“Nothing in life is to be feared, it is only to be understood. Now is the time to understand more, so that we may fear less,” Marie Curie advocated.
A philosopher and one of the leading experts on topics relating to risk, Simona Morini is professor of ‘Decision and game theory’ and ‘Philosophy of Science’ at the Faculty of Arts & Design at the IUAV University in Venice. She, too, is convinced that in an increasingly interconnected system understanding risk and its complexity is crucial. “Risk should not be feared but rather it should be faced” she advises. But to be able to face up to it “we need to fully understand what we are talking about when we use the word risk.”
In recent weeks, the word risk has become very familiar to us. However, the contemplation of risk is nothing new or even recent – it goes way back. A number of experts trace the concept – and the related concept of insurance – back to the 17th century…
The actual word ‘risk’ is relatively recent: the term is linked to the advent of insurance, which in turn is linked to the advent of statistics, which in turn is an evolution of probability theory. The term ‘risk’ as we know it today has been spreading at the same pace as the ‘science of uncertainty’: first comes probability then statistics. When this science, which emerged in the 17th century, was fully developed we learnt how to manage uncertainty and, as a result, to mitigate risk. But the emergence of risk is also related to a culture associated with the rise of an increasingly more democratic culture. A culture that took responsibility for risk to prevent it from impacting the living conditions of the vast majority of people.
The world has always been risky in various ways and forms. However, we have developed a different sensitivity to risk
Until the 1950s, occurrences of the word ‘risk’ in newspapers and in the Media were few and far between – just a few tens of thousands. Today, there are millions of occurrences of the word ‘risk’ …
This means that risk has become a socially significant phenomenon. It was not by accident that Ulrich Beck explained that we are living in the global risk society. The question at this juncture is: are we living in a riskier world or are we perceiving risk differently? In actual fact, we are not living in a riskier world. The world has always been risky in various ways and forms. We have a different sensitivity to risk.
Can you help us to understand ‘what risk is’ today and how it has developed in technologically advanced societies like ours?
The perception shifts but the nature of risk shifts too. Today’s risks are largely different to the past – the risk from technology is one example. The risk from technology differs from natural risk (like earthquakes, tsunamis and natural disasters). Today we see how apparently insignificant risks can lead to disastrous consequences. Devices exist that have the potential to threaten the very existence of life on our planet – just think of the atomic bomb. This is a new reality requiring new methods and a new approach to ‘minimal risk’. There are risks that have a very low probability of occurring but because the consequences would be disastrous, even that low probability becomes significant, must be calculated and taken into account when we have a choice to make.
Now is the time to understand more, so that we may fear less
Technologies become widespread much faster than in the past.

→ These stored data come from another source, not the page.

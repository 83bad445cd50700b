use axum::{http::Method, routing::get, Json, Router};
use serde_json::{json, Value};
use tower_http::cors::CorsLayer;
use tower_http::trace::TraceLayer;

pub mod error;
pub mod orders;
pub mod state;

pub use state::AppState;

pub fn app(state: AppState) -> Router {
    let cors = CorsLayer::new()
        .allow_origin(tower_http::cors::Any)
        .allow_methods([Method::GET, Method::POST, Method::OPTIONS])
        .allow_headers([
            axum::http::header::AUTHORIZATION,
            axum::http::header::CONTENT_TYPE,
        ]);

    Router::new()
        .route("/health", get(health))
        .merge(orders::routes())
        .layer(cors)
        .layer(TraceLayer::new_for_http())
        .with_state(state)
}

async fn health() -> Json<Value> {
    Json(json!({ "status": "ok" }))
}
pub mod app_config;
pub mod database;
pub mod transaction;
pub mod customer_repo;
pub mod catalog_repo;
pub mod order_repo;
pub mod memory;

pub use database::DbClient;
pub use transaction::PgOrderTransaction;
pub use memory::InMemoryStore;
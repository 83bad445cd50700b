use chrono::{DateTime, Utc};
use serde::{Deserialize, Serialize};
use uuid::Uuid;

/// Order creation only cares that a customer exists; the other fields ride along.
#[derive(Debug, Clone, PartialEq, Serialize, Deserialize)]
pub struct Customer {
    pub id: Uuid,
    pub name: String,
    pub email: Option<String>,
    pub created_at: DateTime<Utc>,
}

impl Customer {
    pub fn new(name: impl Into<String>, email: Option<String>) -> Self {
        Self {
            id: Uuid::new_v4(),
            name: name.into(),
            email,
            created_at: Utc::now(),
        }
    }
}
use async_trait::async_trait;
use orderdesk_catalog::{Product, QuantityUpdate};
use orderdesk_core::{ProductCatalog, StoreError, StoreResult};
use rust_decimal::Decimal;
use sqlx::PgConnection;
use tracing::debug;
use uuid::Uuid;

use crate::transaction::PgOrderTransaction;

#[derive(sqlx::FromRow)]
struct ProductRow {
    id: Uuid,
    name: String,
    price: Decimal,
    available_quantity: i32,
    updated_at: chrono::DateTime<chrono::Utc>,
}

impl TryFrom<ProductRow> for Product {
    type Error = StoreError;

    fn try_from(row: ProductRow) -> Result<Self, Self::Error> {
        let available_quantity = u32::try_from(row.available_quantity).map_err(|_| {
            StoreError::Corrupt(format!(
                "product {} has negative quantity {}",
                row.id, row.available_quantity
            ))
        })?;

        Ok(Self {
            id: row.id,
            name: row.name,
            price: row.price,
            available_quantity,
            updated_at: row.updated_at,
        })
    }
}

fn to_column(product_id: Uuid, quantity: u32) -> StoreResult<i32> {
    i32::try_from(quantity).map_err(|_| {
        StoreError::Corrupt(format!("quantity {} for product {} exceeds column range", quantity, product_id))
    })
}

/// Reads and row-locks the requested products until the transaction ends.
pub(crate) async fn lock_products(conn: &mut PgConnection, ids: &[Uuid]) -> StoreResult<Vec<Product>> {
    // Fixed lock order keeps concurrent order transactions from deadlocking
    let rows = sqlx::query_as::<_, ProductRow>(
        "SELECT id, name, price, available_quantity, updated_at FROM products WHERE id = ANY($1) ORDER BY id FOR UPDATE",
    )
    .bind(ids.to_vec())
    .fetch_all(&mut *conn)
    .await
    .map_err(StoreError::backend)?;

    rows.into_iter().map(Product::try_from).collect()
}

pub(crate) async fn apply_quantity_updates(
    conn: &mut PgConnection,
    updates: &[QuantityUpdate],
) -> StoreResult<()> {
    for update in updates {
        let new_quantity = to_column(update.product_id, update.new_quantity)?;
        let expected_quantity = to_column(update.product_id, update.expected_quantity)?;

        let result = sqlx::query(
            r#"
            UPDATE products
            SET available_quantity = $1, updated_at = NOW()
            WHERE id = $2 AND available_quantity = $3
            "#,
        )
        .bind(new_quantity)
        .bind(update.product_id)
        .bind(expected_quantity)
        .execute(&mut *conn)
        .await
        .map_err(StoreError::backend)?;

        if result.rows_affected() == 0 {
            return Err(StoreError::Conflict { product_id: update.product_id });
        }

        debug!(
            product_id = %update.product_id,
            from = update.expected_quantity,
            to = update.new_quantity,
            "Stock updated"
        );
    }

    Ok(())
}

#[async_trait]
impl ProductCatalog for PgOrderTransaction {
    async fn find_all_by_id(&mut self, ids: &[Uuid]) -> StoreResult<Vec<Product>> {
        let conn = self.conn()?;
        lock_products(conn, ids).await
    }

    async fn update_quantity(&mut self, updates: &[QuantityUpdate]) -> StoreResult<()> {
        let conn = self.conn()?;
        apply_quantity_updates(conn, updates).await
    }
}
use std::collections::HashSet;

use chrono::{DateTime, Utc};
use orderdesk_catalog::ReservedLine;
use rust_decimal::Decimal;
use serde::{Deserialize, Serialize};
use uuid::Uuid;

/// One requested (product, quantity) pair.
#[derive(Debug, Clone, Copy, PartialEq, Eq, Serialize, Deserialize)]
pub struct RequestedItem {
    pub product_id: Uuid,
    pub quantity: u32,
}

/// Transient input to order creation; never persisted as-is.
#[derive(Debug, Clone, PartialEq, Eq, Serialize, Deserialize)]
pub struct OrderRequest {
    pub customer_id: Uuid,
    pub items: Vec<RequestedItem>,
}

impl OrderRequest {
    pub fn new(customer_id: Uuid, items: Vec<RequestedItem>) -> Self {
        Self { customer_id, items }
    }

    /// Requested product ids without repeats, in first-seen order.
    pub fn distinct_product_ids(&self) -> Vec<Uuid> {
        let mut seen = HashSet::with_capacity(self.items.len());
        self.items
            .iter()
            .map(|item| item.product_id)
            .filter(|id| seen.insert(*id))
            .collect()
    }
}

/// A product line frozen at purchase time. Later catalog price changes
/// never reach it.
#[derive(Debug, Clone, PartialEq, Serialize, Deserialize)]
pub struct OrderLineItem {
    pub product_id: Uuid,
    pub unit_price: Decimal,
    pub quantity: u32,
}

impl From<ReservedLine> for OrderLineItem {
    fn from(line: ReservedLine) -> Self {
        Self {
            product_id: line.product_id,
            unit_price: line.unit_price,
            quantity: line.quantity,
        }
    }
}

/// A persisted order. Id and timestamp are assigned by the order store.
#[derive(Debug, Clone, PartialEq, Serialize, Deserialize)]
pub struct Order {
    pub id: Uuid,
    pub customer_id: Uuid,
    pub ordered_at: DateTime<Utc>,
    pub items: Vec<OrderLineItem>,
}

#[cfg(test)]
mod tests {
    use super::*;
    use rust_decimal_macros::dec;

    #[test]
    fn test_distinct_product_ids_keeps_first_seen_order() {
        let a = Uuid::new_v4();
        let b = Uuid::new_v4();
        let request = OrderRequest::new(
            Uuid::new_v4(),
            vec![
                RequestedItem { product_id: b, quantity: 1 },
                RequestedItem { product_id: a, quantity: 2 },
                RequestedItem { product_id: b, quantity: 3 },
            ],
        );

        assert_eq!(request.distinct_product_ids(), vec![b, a]);
    }

    #[test]
    fn test_request_deserializes_from_json() {
        let customer_id = Uuid::new_v4();
        let product_id = Uuid::new_v4();
        let json = serde_json::json!({
            "customer_id": customer_id,
            "items": [{ "product_id": product_id, "quantity": 3 }]
        });

        let request: OrderRequest = serde_json::from_value(json).unwrap();
        assert_eq!(request.customer_id, customer_id);
        assert_eq!(request.items, vec![RequestedItem { product_id, quantity: 3 }]);
    }

    #[test]
    fn test_line_item_from_reservation() {
        let product_id = Uuid::new_v4();
        let line = OrderLineItem::from(ReservedLine {
            product_id,
            unit_price: dec!(10.00),
            quantity: 3,
        });
        assert_eq!(line.product_id, product_id);
        assert_eq!(line.unit_price, dec!(10.00));
        assert_eq!(line.quantity, 3);
    }
}
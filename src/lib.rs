//! Marker Probe - HTTP Proxy Liveness Checker
//!
//! Probes a list of HTTP proxies by fetching a target URL through each one
//! and looking for a marker substring in the response body. Alive proxies
//! are deduplicated by `host:port` and written to flat text files.

pub mod error;
pub mod logging;
pub mod proxy;

pub use error::{ProbeError, SetupError};
pub use proxy::*;

use proxy::checker::{DEFAULT_MARKER, DEFAULT_TARGET_URL, DEFAULT_TIMEOUT_MS};
use proxy::runner::DEFAULT_CONCURRENCY;
use std::path::PathBuf;
use std::time::Duration;

/// Application result type
pub type Result<T> = anyhow::Result<T>;

/// Application configuration
#[derive(Debug, Clone)]
pub struct Config {
    /// URL fetched through each proxy
    pub target_url: String,
    /// Substring that marks a response as coming through a live proxy
    pub marker: String,
    /// Per-probe deadline in milliseconds
    pub timeout_ms: u64,
    /// Maximum number of probes in flight
    pub concurrency: usize,
    /// Newline-delimited `host:port` input list
    pub proxy_file: PathBuf,
    /// Append-only list of alive proxies, written while probing
    pub alive_file: PathBuf,
    /// Deduplicated alive proxies, overwritten at the end of a run
    pub unique_file: PathBuf,
    /// Duplicate alive entries, written only when there are any
    pub duplicates_file: PathBuf,
}

impl Default for Config {
    fn default() -> Self {
        Self {
            target_url: DEFAULT_TARGET_URL.to_string(),
            marker: DEFAULT_MARKER.to_string(),
            timeout_ms: DEFAULT_TIMEOUT_MS,
            concurrency: DEFAULT_CONCURRENCY,
            proxy_file: PathBuf::from("proxies.txt"),
            alive_file: PathBuf::from("alive.txt"),
            unique_file: PathBuf::from("unique.txt"),
            duplicates_file: PathBuf::from("duplicates.txt"),
        }
    }
}

impl Config {
    /// Reject settings that would make a run meaningless
    pub fn validate(&self) -> std::result::Result<(), SetupError> {
        if self.concurrency == 0 {
            return Err(SetupError::InvalidConcurrency(self.concurrency));
        }
        self.checker_config().validate()
    }

    pub fn checker_config(&self) -> CheckerConfig {
        CheckerConfig::new()
            .with_timeout(Duration::from_millis(self.timeout_ms))
            .with_target_url(self.target_url.clone())
            .with_marker(self.marker.clone())
    }
}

The acceleration in the spread of technology also speeds up and increases the inherent risks, but the consequences of assuming risk may only be understood in the long term.
In addition to the acceleration factor, we should regard risks as now being on a global scale …
This has become very clear during this latest pandemic. In terms of time, we have the speed of its spread and the delay in the reaction. In spatial terms we saw the rapidity with which it shifted from local to global. What’s more, risks like a pandemic develop and spread in environments that are in inherently complex and hyperconnected. Past pandemics were devastating – perhaps even more so than this one – but economies and life systems were less interdependent.
We cannot apply the theory of probability to non-deterministic environments, at most we can understand the trends
Complex systems are very efficient as far as the economy, innovation, society and even science are concerned. But interconnection means that if something goes wrong, as in the case of coronavirus, then the whole system collapses. We have continuous discontinuity because the phenomena are not linear: the exception becomes the rule.
However, from an economic point of view, we behave as if we were dealing with linear phenomena …
Yet we are constantly living in the exception. As Benoît Mandelbrot (the discoverer of fractal geometry) informed us in his book The (Mis)Behaviour of Markets: A Fractal View of Risk, Ruin and Reward, we rely on economic models which no longer represent the complex systems in which we find ourselves. These models may work at a local level, but if the global dimension is complex and therefore interconnected, then economic models no longer work at a local level because the scale has changed.